Monday, February 12, 2007

The impossible revolution

This is supposed to enflame you in a positive sense. Fire music does that, at the base, in the green of the statue. Utopia only in Canada. Only on Sundays in summer. “For instance, a certain contortion of the facial features would have them think and feel ‘pity.’" The metal of the bed holds me down so the wolf melts through the glass only to be trapped halfway in between. Hell can’t see us under here, caught in the springs. Thus we rest, letting the fire singe the edges. Close your eyes except on Sundays. Except in the summer. Vivez la revolution.

Obituaries

The mornings never change. I always clench myself against the setting moon's white burning gaze, as if by will to stop the day. All the songs I sing to pull myself awake, all the silky coffee downed in haste, all the flourescent above our heads is not enough to make the dreams fade away.
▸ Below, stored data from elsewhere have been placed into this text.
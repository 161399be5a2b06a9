//! Configuration for the buffer pool.
//!
//! Compile-time constants live here alongside [`BufferPoolConfig`], the
//! runtime knobs a [`BufferPoolManager`](crate::buffer::BufferPoolManager)
//! is built from.

use super::error::{Error, Result};

/// Size of a page in bytes (4KB).
///
/// Matches the OS page size on most systems, so a frame maps onto exactly
/// one hardware page and aligned Direct I/O stays possible.
///
/// # Memory Layout
/// With 4KB pages and 32-bit PageIds:
/// - Max pages: 2^32 - 1 (one value is reserved for `PageId::INVALID`)
/// - Max database size: just under 16TB
pub const PAGE_SIZE: usize = 4096;

/// Number of frames used by [`BufferPoolConfig::default`].
pub const DEFAULT_POOL_SIZE: usize = 128;

/// History depth used by the LRU-K replacer unless configured otherwise.
pub const DEFAULT_REPLACER_K: usize = 10;

/// Background threads servicing the disk scheduler queue.
pub const DEFAULT_IO_WORKERS: usize = 1;

/// Runtime configuration for a buffer pool.
///
/// # Example
/// ```
/// use pagepool::common::config::BufferPoolConfig;
///
/// let config = BufferPoolConfig::default().pool_size(16).replacer_k(2);
/// assert!(config.validate().is_ok());
/// ```
#[derive(Debug, Clone, Copy, PartialEq, Eq)]
pub struct BufferPoolConfig {
    /// Number of frames; fixed for the lifetime of the pool.
    pub pool_size: usize,
    /// `k` in LRU-K: how many accesses each frame remembers.
    pub replacer_k: usize,
    /// Worker threads draining the disk scheduler queue.
    pub io_workers: usize,
}

impl BufferPoolConfig {
    /// Set the number of frames.
    pub fn pool_size(mut self, pool_size: usize) -> Self {
        self.pool_size = pool_size;
        self
    }

    /// Set the LRU-K history depth.
    pub fn replacer_k(mut self, k: usize) -> Self {
        self.replacer_k = k;
        self
    }

    /// Set the number of disk scheduler workers.
    pub fn io_workers(mut self, workers: usize) -> Self {
        self.io_workers = workers;
        self
    }

    /// Reject configurations the pool cannot run with.
    ///
    /// # Errors
    /// `Error::InvalidConfig` naming the first offending field.
    pub fn validate(&self) -> Result<()> {
        if self.pool_size == 0 {
            return Err(Error::InvalidConfig("pool_size must be > 0".into()));
        }
        if self.replacer_k == 0 {
            return Err(Error::InvalidConfig("replacer_k must be > 0".into()));
        }
        if self.io_workers == 0 {
            return Err(Error::InvalidConfig("io_workers must be > 0".into()));
        }
        Ok(())
    }
}

impl Default for BufferPoolConfig {
    fn default() -> Self {
        Self {
            pool_size: DEFAULT_POOL_SIZE,
            replacer_k: DEFAULT_REPLACER_K,
            io_workers: DEFAULT_IO_WORKERS,
        }
    }
}
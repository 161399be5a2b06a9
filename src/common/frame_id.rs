//! Frame identifier type.

use std::fmt;

/// Index of a slot in the buffer pool's frame arena.
///
/// Distinct from [`PageId`](super::PageId): a frame is physical and reused,
/// a page id is logical and never reused. `usize` so it indexes the
/// `Vec<Frame>` directly: `frames[frame_id.0]`.
///
/// # Example
/// ```
/// use pagepool::FrameId;
///
/// let frame_id = FrameId::new(5);
/// assert_eq!(frame_id.0, 5);
/// ```
#[derive(Debug, Clone, Copy, PartialEq, Eq, Hash, PartialOrd, Ord)]
pub struct FrameId(pub usize);

impl FrameId {
    #[inline]
    pub fn new(id: usize) -> Self {
        FrameId(id)
    }
}

impl fmt::Display for FrameId {
    fn fmt(&self, f: &mut fmt::Formatter<'_>) -> fmt::Result {
        write!(f, "Frame({})", self.0)
    }
}
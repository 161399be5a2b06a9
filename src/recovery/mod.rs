//! Recovery hooks.
//!
//! The buffer pool only carries a [`LogManager`] handle so higher layers
//! can find it; it never forces the log itself.

mod log_manager;

pub use log_manager::{LogManager, Lsn, INVALID_LSN};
Concrete slabs block each path until I find I am still seated among the bound, scribbling nonsense equations that ache to become something in this Real. Had I not endured the thorns and rocks on the beaten path, this is where I'd be: The newsprint rubbing off the stories of every last person I ever loved, the parking lots cracking a little more each year, my leather coat staining in the Friday night rain. The twilight stays the same. I dissintegrate into the darkening treeline, to sleepwalk in the peace of the deep.